Let’s walk through examples of two more conservative clients:
Gary is a single 62-year-old who wants to retire in five years. He wants his retirement income to be protected from market downturns, but also have the opportunity for growth. He allocates a portion of his retirement savings to purchase an indexed annuity with a guaranteed living benefit rider (also referred to as a guaranteed lifetime withdrawal benefit). Once withdrawals begin at age 67, Gary’s income can continue to grow with annual income credits that match his interest earned (if any). Even if his contract value becomes completely depleted, Gary’s income is locked in for life, providing him the security he’s looking for.
Certain fixed annuities are also available with guaranteed lifetime withdrawal benefits. For example, Doris is 65 and wants to retire at 72. She wants income that will last for the rest of her life when she retires, and is looking to generate more income without the risk of a market downturn. She also wants access to her money for unexpected situations. Doris uses a portion of her savings to purchase a fixed annuity with a guaranteed lifetime withdrawal benefit.
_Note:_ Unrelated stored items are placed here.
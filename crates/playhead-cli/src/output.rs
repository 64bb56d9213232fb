//! Output formatting for CLI

use playhead_core::{PlaybackError, TrackingPayload, TrackingRecord};
use serde::Serialize;

/// Output format options
#[derive(Debug, Clone, Copy, PartialEq, Eq)]
pub enum OutputFormat {
    Text,
    Json,
}

impl From<&str> for OutputFormat {
    fn from(s: &str) -> Self {
        match s.to_lowercase().as_str() {
            "json" => OutputFormat::Json,
            _ => OutputFormat::Text,
        }
    }
}

/// Render any serializable value as pretty JSON
pub fn to_json<T: Serialize>(data: &T) -> String {
    serde_json::to_string_pretty(data).unwrap_or_else(|_| "{}".to_string())
}

/// One line per tracking record
pub fn record_line(record: &TrackingRecord) -> String {
    let event = &record.event;
    format!(
        "#{:<3} {:<26} {:<48} {}",
        record.sequence,
        event.kind.to_string(),
        event.video_id,
        payload_summary(&event.payload)
    )
}

pub fn error_line(error: &PlaybackError) -> String {
    format!("{:<20} {}", error.code(), error.message)
}

fn payload_summary(payload: &TrackingPayload) -> String {
    match payload {
        TrackingPayload::None => String::new(),
        TrackingPayload::Playback {
            position_micros,
            percent,
        } => format!("at {} ({}%)", format_micros(*position_micros), percent),
        TrackingPayload::Percent { percent } => format!("{percent}%"),
        TrackingPayload::Seek {
            from_micros,
            to_micros,
        } => format!("{} -> {}", format_micros(*from_micros), format_micros(*to_micros)),
        TrackingPayload::Ad { ad } => format!("ad {}", ad.ad_id),
        TrackingPayload::Avails {
            avails,
            timeline_position_micros,
        } => format!(
            "{} avail(s) at {}",
            avails.len(),
            format_micros(*timeline_position_micros)
        ),
        TrackingPayload::Info { message } => message.clone(),
    }
}

/// Format microseconds as `h:mm:ss.mmm`
pub fn format_micros(micros: i64) -> String {
    if micros < 0 {
        return "-".to_string();
    }
    let total_ms = micros / 1_000;
    let ms = total_ms % 1_000;
    let secs = (total_ms / 1_000) % 60;
    let mins = (total_ms / 60_000) % 60;
    let hours = total_ms / 3_600_000;
    format!("{hours}:{mins:02}:{secs:02}.{ms:03}")
}

#[cfg(test)]
mod tests {
    use super::*;

    #[test]
    fn test_output_format_parsing() {
        assert_eq!(OutputFormat::from("JSON"), OutputFormat::Json);
        assert_eq!(OutputFormat::from("text"), OutputFormat::Text);
        assert_eq!(OutputFormat::from("table"), OutputFormat::Text);
    }

    #[test]
    fn test_format_micros() {
        assert_eq!(format_micros(0), "0:00:00.000");
        assert_eq!(format_micros(61_500_000), "0:01:01.500");
        assert_eq!(format_micros(3_723_004_000), "1:02:03.004");
        assert_eq!(format_micros(playhead_core::NO_POSITION), "-");
    }
}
By waiting seven years before taking any withdrawals, Doris can automatically grow her future lifetime income with an income credit every year withdrawals are not taken — with the assurance that her principal is protected from market volatility.
Annuities can also be helpful for those who have to retire unexpectedly. For example, if a client is laid off from their job or has to take care of an ill spouse or parent, protected lifetime income from an annuity can help address retirement needs, despite an unexpected turn of events. Guaranteed living benefits riders and guaranteed lifetime withdrawal benefits are generally available for an additional cost and are backed by the claims paying ability of the insurer. Age restrictions and other limitations apply.
A More Secure Retirement Experience
Ultimately, the goal is to help your clients retire without the worry of outliving their money. Of course, you’ll also want to consider other important factors like their age, time horizon and liquidity needs. By incorporating your client’s risk profile into their retirement income strategy and utilizing a protected lifetime income solution such as an annuity as part of their overall portfolio (when appropriate), you can help clients address their retirement income goals and retire with confidence.
- AIG 2019 Plan for 100 Survey, conducted online within the United States by Dr. Michael Finke of The American College of Financial Services in December of 2018 and January of 2019 among 1,012 U.S. adults ages 45-74 who have at least $50,000 in retirement accounts.
- Society of Actuaries 2012 Individual Annuitant Mortality Tables – Age Nearest with Scale G mortality improvement.